The following article is from The Great Soviet Encyclopedia (1979). It might be outdated or ideologically biased.

Os’kin, Aleksandr Ivanovich

 

Born Aug. 6 (19), 1912, in the village of Nefedkino, in what is now Pokhvistnevo Raion, Kuibyshev Oblast; died Aug. 10, 1971, in Moscow. Agricultural production innovator. Candidate of agricultural sciences (1956). Member of the CPSU from 1939.

In 1935, Os’kin became a combine operator at the Ilek Machine-Tractor Station in Orenburg Oblast, and that year harvested 716 hectares (ha) with a Kommunar (SZK) combine; the norm was 160 ha. Between 1936 and 1942 he and his brother Arkhip Ivanovich harvested grain from a total area of 37,451 ha, or an average of 5,350 ha per season; the norm was 360 ha.

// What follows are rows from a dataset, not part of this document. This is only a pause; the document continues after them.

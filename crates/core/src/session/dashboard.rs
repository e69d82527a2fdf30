//! Report view over a query session.
//!
//! [`LeadDashboard`] pairs the session with the user's sort selection and
//! derives everything the report renders from those two on demand. Nothing
//! derived is cached, so statistics and ordering always reflect the records
//! currently held.

use serde::Serialize;
use tokio::sync::RwLock;
use tracing::debug;

use super::machine::QuerySession;
use super::types::{Completion, Generation, SessionError, SessionStatus};
use crate::gateway::{GatewayError, LeadBatch, LeadGateway};
use crate::report::{
    aggregate, serialize_csv, sort_records, ExportError, LeadCard, ReportStats, SortKey, SortSpec,
};

/// Default pattern for rendering lead timestamps.
pub const DEFAULT_DATE_FORMAT: &str = "%Y-%m-%d";

/// Headline and hint shown while there is no report to display.
#[derive(Debug, Clone, Copy, Serialize, PartialEq, Eq)]
pub struct Placeholder {
    pub title: &'static str,
    pub hint: &'static str,
}

impl Placeholder {
    pub const READY: Placeholder = Placeholder {
        title: "Ready to Discover",
        hint: "Enter your target audience or service to find potential leads",
    };

    pub const LOADING: Placeholder = Placeholder {
        title: "Analyzing Sources...",
        hint: "Scanning social platforms and extracting lead data",
    };

    pub const NO_RESULTS: Placeholder = Placeholder {
        title: "No Results Found",
        hint: "Try a different search query or increase the number of sources",
    };

    fn for_status(status: SessionStatus) -> Option<Self> {
        match status {
            SessionStatus::Idle => Some(Self::READY),
            SessionStatus::Pending => Some(Self::LOADING),
            SessionStatus::Empty | SessionStatus::Failed => Some(Self::NO_RESULTS),
            SessionStatus::Populated => None,
        }
    }
}

/// Presentation flags derived from the session status.
#[derive(Debug, Clone, Copy, Serialize, PartialEq, Eq)]
#[serde(rename_all = "camelCase")]
pub struct ViewFlags {
    pub is_loading: bool,
    pub has_searched: bool,
    pub has_results: bool,
    pub show_report: bool,
}

/// Read-only snapshot of everything the report shows.
#[derive(Debug, Clone, Serialize)]
#[serde(rename_all = "camelCase")]
pub struct DashboardView {
    pub status: SessionStatus,
    pub generation: Generation,
    pub query: Option<String>,
    pub source_count: Option<u32>,
    pub flags: ViewFlags,
    pub sort: SortSpec,
    /// Records in display order.
    pub leads: Vec<LeadCard>,
    pub stats: ReportStats,
    pub sources: Vec<String>,
    pub error_message: Option<&'static str>,
    pub placeholder: Option<Placeholder>,
}

#[derive(Debug, Clone)]
pub struct LeadDashboard {
    session: QuerySession,
    sort: SortSpec,
    date_format: String,
}

impl Default for LeadDashboard {
    fn default() -> Self {
        Self::new(DEFAULT_DATE_FORMAT)
    }
}

impl LeadDashboard {
    pub fn new(date_format: impl Into<String>) -> Self {
        Self {
            session: QuerySession::new(),
            sort: SortSpec::default(),
            date_format: date_format.into(),
        }
    }

    pub fn session(&self) -> &QuerySession {
        &self.session
    }

    pub fn status(&self) -> SessionStatus {
        self.session.status()
    }

    pub fn sort_spec(&self) -> SortSpec {
        self.sort
    }

    /// Start a new search. The sort selection survives across searches.
    pub fn submit(&mut self, query: &str, source_count: u32) -> Result<Generation, SessionError> {
        self.session.submit(query, source_count)
    }

    pub fn complete(
        &mut self,
        generation: Generation,
        result: Result<LeadBatch, GatewayError>,
    ) -> Completion {
        self.session.complete(generation, result)
    }

    /// Select a sort column: the active column flips direction, a new one sorts ascending.
    pub fn request_sort(&mut self, key: SortKey) -> SortSpec {
        self.sort = self.sort.toggled(key);
        debug!("Sort set to {} {:?}", key, self.sort.direction);
        self.sort
    }

    /// Back to arrival order.
    pub fn clear_sort(&mut self) -> SortSpec {
        self.sort = SortSpec::default();
        self.sort
    }

    pub fn view(&self) -> DashboardView {
        let status = self.session.status();
        let records = self.session.records();
        let sources = self.session.sources();
        let params = self.session.params();

        let leads = sort_records(records, &self.sort)
            .into_iter()
            .map(|record| LeadCard::new(record, &self.date_format))
            .collect();
        let has_results = !records.is_empty() || !sources.is_empty();

        DashboardView {
            status,
            generation: self.session.generation(),
            query: params.map(|p| p.query.clone()),
            source_count: params.map(|p| p.source_count),
            flags: ViewFlags {
                is_loading: status == SessionStatus::Pending,
                has_searched: params.is_some(),
                has_results,
                show_report: status == SessionStatus::Populated,
            },
            sort: self.sort,
            leads,
            stats: aggregate(records, sources),
            sources: sources.to_vec(),
            error_message: self.session.error_message(),
            placeholder: Placeholder::for_status(status),
        }
    }

    /// CSV of the records in their current display order.
    pub fn export_csv(&self) -> Result<String, ExportError> {
        serialize_csv(sort_records(self.session.records(), &self.sort))
    }
}

/// Drive one search from submission to completion.
///
/// The lock is held only to submit and to apply the result, never across the
/// gateway call, so concurrent searches interleave and the session's
/// generation check decides which one lands.
pub async fn run_search(
    dashboard: &RwLock<LeadDashboard>,
    gateway: &dyn LeadGateway,
    query: &str,
    source_count: u32,
) -> Result<Completion, SessionError> {
    let generation = dashboard.write().await.submit(query, source_count)?;
    let query = query.trim();

    let result = gateway.submit_query(query, source_count).await;
    if let Err(e) = &result {
        debug!("Search {} via {} failed: {}", generation, gateway.name(), e);
    }

    Ok(dashboard.write().await.complete(generation, result))
}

In 1949, Os’kin graduated from the K. A. Timiriazev Moscow Agricultural Academy and became a lecturer there; in 1962 he became a docent. He was a delegate to the Eighth Extraordinary Congress of Soviets of the USSR (1936) and the Seventeenth Extraordinary All-Russian Congress of Soviets (1937). He was also a deputy to the first convocation of the Supreme Soviet of the USSR. A recipient of the State Prize of the USSR in 1951, Os’kin was awarded two Orders of Lenin, two other orders, and several medals.